----- Data for analysis -----

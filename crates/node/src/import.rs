//! Block source fed from a block file by a reader thread.

use std::collections::VecDeque;
use std::path::PathBuf;
use std::sync::{Arc, Mutex, MutexGuard};
use std::thread::{self, JoinHandle};
use std::time::Duration;

use crossbeam_channel::{bounded, Receiver, RecvTimeoutError, Sender};
use stakd_chainstate::chain::ChainedHeader;
use stakd_chainstate::source::is_shutdown;
use stakd_chainstate::{BlockRequestOptions, BlockSource, Cancelled, ShutdownSignal};
use stakd_consensus::params::hash256_to_hex;
use stakd_log::{log_debug, log_error, log_warn};
use stakd_primitives::block::Block;

use crate::blockfile::{BlockFileIndex, BlockFileReader};

const READ_AHEAD_BLOCKS: usize = 64;
const SHUTDOWN_POLL: Duration = Duration::from_millis(100);

#[derive(Default)]
struct ImportState {
    receiver: Option<Receiver<Arc<Block>>>,
    buffered: VecDeque<Arc<Block>>,
    misaligned: bool,
    lookahead: usize,
    reader: Option<JoinHandle<()>>,
}

impl ImportState {
    fn stop_reader(&mut self) {
        self.receiver = None;
        self.buffered.clear();
        if let Some(handle) = self.reader.take() {
            if handle.join().is_err() {
                log_warn!("block import reader panicked");
            }
        }
    }
}

/// Serves the blocks of an indexed block file in height order, starting after
/// whatever tip the consensus loop positions it at.
pub struct FileBlockSource {
    path: PathBuf,
    index: Arc<BlockFileIndex>,
    state: Mutex<ImportState>,
}

impl FileBlockSource {
    pub fn new(path: impl Into<PathBuf>, index: Arc<BlockFileIndex>) -> Self {
        Self {
            path: path.into(),
            index,
            state: Mutex::new(ImportState::default()),
        }
    }

    fn state(&self) -> MutexGuard<'_, ImportState> {
        self.state.lock().unwrap_or_else(|poisoned| poisoned.into_inner())
    }
}

impl BlockSource for FileBlockSource {
    fn next_block(&self, shutdown: &ShutdownSignal) -> Result<Option<Arc<Block>>, Cancelled> {
        let receiver = {
            let mut state = self.state();
            if state.misaligned {
                return Ok(None);
            }
            if let Some(block) = state.buffered.pop_front() {
                return Ok(Some(block));
            }
            state.receiver.clone().ok_or(Cancelled)?
        };
        loop {
            if is_shutdown(shutdown) {
                return Err(Cancelled);
            }
            match receiver.recv_timeout(SHUTDOWN_POLL) {
                Ok(block) => return Ok(Some(block)),
                Err(RecvTimeoutError::Timeout) => continue,
                Err(RecvTimeoutError::Disconnected) => return Err(Cancelled),
            }
        }
    }

    fn set_location(&self, tip: &ChainedHeader) {
        let mut state = self.state();
        state.stop_reader();

        let aligned = self
            .index
            .get(tip.height)
            .is_some_and(|entry| entry.hash == tip.hash);
        state.misaligned = !aligned;
        if !aligned {
            log_debug!(
                "tip {} at height {} is not in the block file",
                hash256_to_hex(&tip.hash),
                tip.height
            );
            return;
        }
        let Some(start) = self.index.get(tip.height + 1) else {
            return;
        };

        let remaining = (self.index.height() - tip.height) as usize;
        let (sender, receiver) = bounded(READ_AHEAD_BLOCKS + state.lookahead);
        let path = self.path.clone();
        let offset = start.offset;
        let spawned = thread::Builder::new()
            .name("block-import".to_string())
            .spawn(move || read_blocks(path, offset, remaining, sender));
        match spawned {
            Ok(handle) => {
                state.receiver = Some(receiver);
                state.reader = Some(handle);
            }
            Err(err) => log_error!("failed to spawn block import thread: {err}"),
        }
    }

    fn try_peek_lookahead(&self, n: usize) -> Option<Arc<Block>> {
        let mut state = self.state();
        if state.misaligned {
            return None;
        }
        while state.buffered.len() <= n {
            let block = state.receiver.as_ref()?.try_recv().ok()?;
            state.buffered.push_back(block);
        }
        state.buffered.get(n).cloned()
    }

    fn request_options(&self, options: BlockRequestOptions) {
        self.state().lookahead = options.lookahead;
    }
}

impl Drop for FileBlockSource {
    fn drop(&mut self) {
        self.state().stop_reader();
    }
}

fn read_blocks(path: PathBuf, offset: u64, count: usize, sender: Sender<Arc<Block>>) {
    let mut reader = match BlockFileReader::open_at(&path, offset) {
        Ok(reader) => reader,
        Err(err) => {
            log_error!("failed to open block file {}: {err}", path.display());
            return;
        }
    };
    for _ in 0..count {
        match reader.next_block() {
            Ok(Some((_, block))) => {
                if sender.send(Arc::new(block)).is_err() {
                    return;
                }
            }
            Ok(None) => return,
            Err(err) => {
                log_error!("block file read failed: {err}");
                return;
            }
        }
    }
}
use stakd_log as logging;
use stakd_log::{log_critical, log_debug, log_info, log_warn};

pub mod blockfile;
pub mod config;
pub mod import;
pub mod status;

use std::fs::{self, File, OpenOptions};
use std::io::{ErrorKind, Read, Seek, SeekFrom, Write};
use std::path::Path;
use std::sync::Arc;
use std::time::Instant;

use fs2::FileExt;
use stakd_chainstate::chain::HeaderChain;
use stakd_chainstate::collaborators::KernelStakeValidator;
use stakd_chainstate::stake::StakeChainStore;
use stakd_chainstate::{BlockResult, BlockSource, ConsensusLoop, RuleError, RuleSet};
use stakd_coinview::{CacheConfig, CachedCoinView, CoinView, DurableCoinView, SideStore};
use stakd_consensus::params::hash256_to_hex;
use stakd_consensus::{consensus_params, Hash256};
use stakd_storage::fjall::{FjallOptions, FjallStore};
use stakd_storage::memory::MemoryStore;
use stakd_storage::KeyValueStore;
use tokio::sync::watch;

use crate::blockfile::BlockFileIndex;
use crate::config::{parse_args, usage, Backend, CliAction, Config};
use crate::import::FileBlockSource;
use crate::status::{
    snapshot_status, spawn_status_reporter, write_status_file, STATUS_FILE_NAME,
};

const DATA_DIR_LOCK_FILE_NAME: &str = ".lock";
const DB_DIR_NAME: &str = "db";

/// Holds the exclusive lock on the data directory until dropped.
pub struct DataDirLock {
    _file: File,
}

pub fn lock_data_dir(data_dir: &Path) -> Result<DataDirLock, String> {
    let lock_path = data_dir.join(DATA_DIR_LOCK_FILE_NAME);
    let mut file = OpenOptions::new()
        .read(true)
        .write(true)
        .create(true)
        .truncate(false)
        .open(&lock_path)
        .map_err(|err| format!("failed to open lock file {}: {err}", lock_path.display()))?;

    match file.try_lock_exclusive() {
        Ok(()) => {
            let pid = std::process::id();
            let _ = file.set_len(0);
            let _ = file.seek(SeekFrom::Start(0));
            let _ = writeln!(file, "pid={pid}");
            let _ = file.flush();
            Ok(DataDirLock { _file: file })
        }
        Err(err) if err.kind() == ErrorKind::WouldBlock => {
            let mut holder = String::new();
            let _ =
                File::open(&lock_path).and_then(|mut reader| reader.read_to_string(&mut holder));
            let holder = holder.trim();
            let holder = if holder.is_empty() {
                String::new()
            } else {
                format!(" ({holder})")
            };
            Err(format!(
                "data dir {} is already locked (another stakd instance may be running); lock file {}{holder}",
                data_dir.display(),
                lock_path.display()
            ))
        }
        Err(err) => Err(format!(
            "failed to lock data dir {} (lock file {}): {err}",
            data_dir.display(),
            lock_path.display()
        )),
    }
}

fn open_store(config: &Config) -> Result<Arc<dyn KeyValueStore>, String> {
    match config.backend {
        Backend::Memory => Ok(Arc::new(MemoryStore::new())),
        Backend::Fjall => {
            let db_path = config.data_dir.join(DB_DIR_NAME);
            let options = FjallOptions {
                cache_bytes: config.db_cache_bytes,
                ..FjallOptions::default()
            };
            let store = FjallStore::open_with_options(&db_path, options)
                .map_err(|err| format!("failed to open {}: {err}", db_path.display()))?;
            Ok(Arc::new(store))
        }
    }
}

pub async fn run_entry() -> Result<(), String> {
    match parse_args()? {
        CliAction::PrintHelp => {
            println!("{}", usage());
            Ok(())
        }
        CliAction::PrintVersion => {
            println!("stakd {}", env!("CARGO_PKG_VERSION"));
            Ok(())
        }
        CliAction::Run(config) => {
            logging::init(config.log_config());
            for key in &config.unsupported_conf_keys {
                log_warn!("ignoring unsupported key '{key}' in {}", config.conf_path.display());
            }
            let (shutdown_tx, _) = watch::channel(false);
            spawn_signal_handler(shutdown_tx.clone());
            run_node(&config, shutdown_tx).await.map(|_| ())
        }
    }
}

fn spawn_signal_handler(shutdown_tx: watch::Sender<bool>) {
    tokio::spawn(async move {
        #[cfg(unix)]
        {
            use tokio::signal::unix::{signal, SignalKind};
            let mut sigterm = match signal(SignalKind::terminate()) {
                Ok(signal) => signal,
                Err(err) => {
                    log_warn!("failed to install SIGTERM handler: {err}");
                    let _ = tokio::signal::ctrl_c().await;
                    let _ = shutdown_tx.send(true);
                    return;
                }
            };
            tokio::select! {
                _ = tokio::signal::ctrl_c() => {},
                _ = sigterm.recv() => {},
            }
        }
        #[cfg(not(unix))]
        {
            let _ = tokio::signal::ctrl_c().await;
        }

        log_info!("Signal received; requesting shutdown.");
        let _ = shutdown_tx.send(true);
    });
}

/// What one run of the node did to the chain.
#[derive(Clone, Debug, PartialEq, Eq)]
pub struct RunSummary {
    pub accepted: u64,
    pub rejected: u64,
    pub tip_height: i32,
    pub tip_hash: Hash256,
}

/// Imports the configured block file until it is exhausted or `shutdown_tx` fires, then
/// flushes every cached change to the store.
pub async fn run_node(
    config: &Config,
    shutdown_tx: watch::Sender<bool>,
) -> Result<RunSummary, String> {
    let start_time = Instant::now();
    let import_path = config
        .import
        .clone()
        .ok_or_else(|| "nothing to do: pass --import <file>".to_string())?;

    fs::create_dir_all(&config.data_dir)
        .map_err(|err| format!("failed to create {}: {err}", config.data_dir.display()))?;
    let _lock = lock_data_dir(&config.data_dir)?;
    log_info!(
        "Startup: backend={}, network={}, data_dir={}",
        config.backend.as_str(),
        config.network.as_str(),
        config.data_dir.display()
    );

    let params = Arc::new(consensus_params(config.network));
    let index = Arc::new(
        BlockFileIndex::scan(&import_path)
            .map_err(|err| format!("failed to index {}: {err}", import_path.display()))?,
    );
    let genesis_hash = index.genesis().hash;
    if params.hash_genesis_block != [0u8; 32] && params.hash_genesis_block != genesis_hash {
        return Err(format!(
            "{} starts at {}, not the {} genesis block",
            import_path.display(),
            hash256_to_hex(&genesis_hash),
            config.network.as_str()
        ));
    }
    log_info!(
        "Indexed {} blocks from {}",
        index.height() + 1,
        import_path.display()
    );

    let store = open_store(config)?;
    let chain = Arc::new(index.header_chain());
    let durable = DurableCoinView::open(Arc::clone(&store), genesis_hash)
        .map_err(|err| format!("failed to open coin view: {err}"))?;
    let cache_config = CacheConfig {
        max_items: config.coin_cache_items,
        flush_interval: config.flush_interval,
    };
    let mut cache = CachedCoinView::new(Arc::new(durable) as Arc<dyn CoinView>, cache_config);
    let stakes = if params.proof_of_stake {
        let stakes = Arc::new(StakeChainStore::new(
            Arc::clone(&store),
            genesis_hash,
            config.stake_cache_items,
        ));
        cache = cache.with_side_store(Arc::clone(&stakes) as Arc<dyn SideStore>);
        Some(stakes)
    } else {
        None
    };
    let rules = match &stakes {
        Some(stakes) => {
            RuleSet::proof_of_stake(None, Arc::new(KernelStakeValidator), Arc::clone(stakes))
        }
        None => RuleSet::proof_of_work(None),
    };

    let source = Arc::new(FileBlockSource::new(&import_path, Arc::clone(&index)));
    let mut consensus = ConsensusLoop::new(
        Arc::clone(&params),
        Arc::clone(&chain) as Arc<dyn HeaderChain>,
        Arc::new(cache) as Arc<dyn CoinView>,
        source as Arc<dyn BlockSource>,
        rules,
    );
    if let Some(stakes) = stakes {
        consensus = consensus.with_stake_store(stakes);
    }
    let consensus = Arc::new(consensus);
    consensus
        .initialize()
        .map_err(|err| format!("failed to initialize consensus: {err}"))?;

    let status_path = config.data_dir.join(STATUS_FILE_NAME);
    let reporter = spawn_status_reporter(
        Arc::clone(&consensus),
        config.network,
        config.backend,
        start_time,
        config.status_interval_secs,
        status_path.clone(),
        shutdown_tx.subscribe(),
    );

    let driver = {
        let consensus = Arc::clone(&consensus);
        let shutdown_rx = shutdown_tx.subscribe();
        tokio::task::spawn_blocking(move || drive(&consensus, shutdown_rx))
    };
    let outcome = driver
        .await
        .map_err(|err| format!("consensus task failed: {err}"));

    let _ = shutdown_tx.send(true);
    if let Some(reporter) = reporter {
        let _ = reporter.await;
    }
    let (accepted, rejected) = outcome??;

    log_info!("Shutdown: flushing coin cache");
    consensus
        .flush(true)
        .map_err(|err| format!("final flush failed: {err}"))?;
    store
        .sync()
        .map_err(|err| format!("failed to sync store: {err}"))?;
    match snapshot_status(&consensus, config.network, config.backend, start_time) {
        Ok(status) => {
            if let Err(err) = write_status_file(&status_path, &status) {
                log_warn!("failed to write {}: {err}", status_path.display());
            }
        }
        Err(err) => log_warn!("status snapshot failed: {err}"),
    }

    let tip = consensus.tip().map_err(|err| err.to_string())?;
    log_info!(
        "Shutdown: accepted {accepted} rejected {rejected}; tip {} ({})",
        tip.height,
        hash256_to_hex(&tip.hash)
    );
    Ok(RunSummary {
        accepted,
        rejected,
        tip_height: tip.height,
        tip_hash: tip.hash,
    })
}

fn drive(consensus: &ConsensusLoop, shutdown_rx: watch::Receiver<bool>) -> Result<(u64, u64), String> {
    let mut accepted = 0u64;
    let mut rejected = 0u64;
    for result in consensus.execute(shutdown_rx) {
        let result = result.map_err(|err| err.to_string())?;
        if result.is_accepted() {
            accepted += 1;
        } else {
            rejected += 1;
            handle_block_result(consensus, &result);
        }
    }
    Ok((accepted, rejected))
}

fn handle_block_result(consensus: &ConsensusLoop, result: &BlockResult) {
    let Some(error) = &result.error else {
        return;
    };
    let hash = result.block.hash();
    if *error == RuleError::BadPrevBlock {
        match consensus.tip() {
            Ok(tip) => {
                log_debug!(
                    "block {} does not build on tip {}; resetting header chain",
                    hash256_to_hex(&hash),
                    hash256_to_hex(&tip.hash)
                );
                consensus.chain().set_tip(tip);
            }
            Err(err) => log_critical!("consensus tip unavailable: {err}"),
        }
        return;
    }
    consensus.chain().mark_invalid(&hash);
    log_warn!(
        "rejected block {} [{}]: {error}",
        hash256_to_hex(&hash),
        error.code()
    );
}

-----

About this exercise: Search each line of the data above for "DurableCoinView", and copy the lines where it occurs.

Result:
use stakd_coinview::{CacheConfig, CachedCoinView, CoinView, DurableCoinView, SideStore};
    let durable = DurableCoinView::open(Arc::clone(&store), genesis_hash)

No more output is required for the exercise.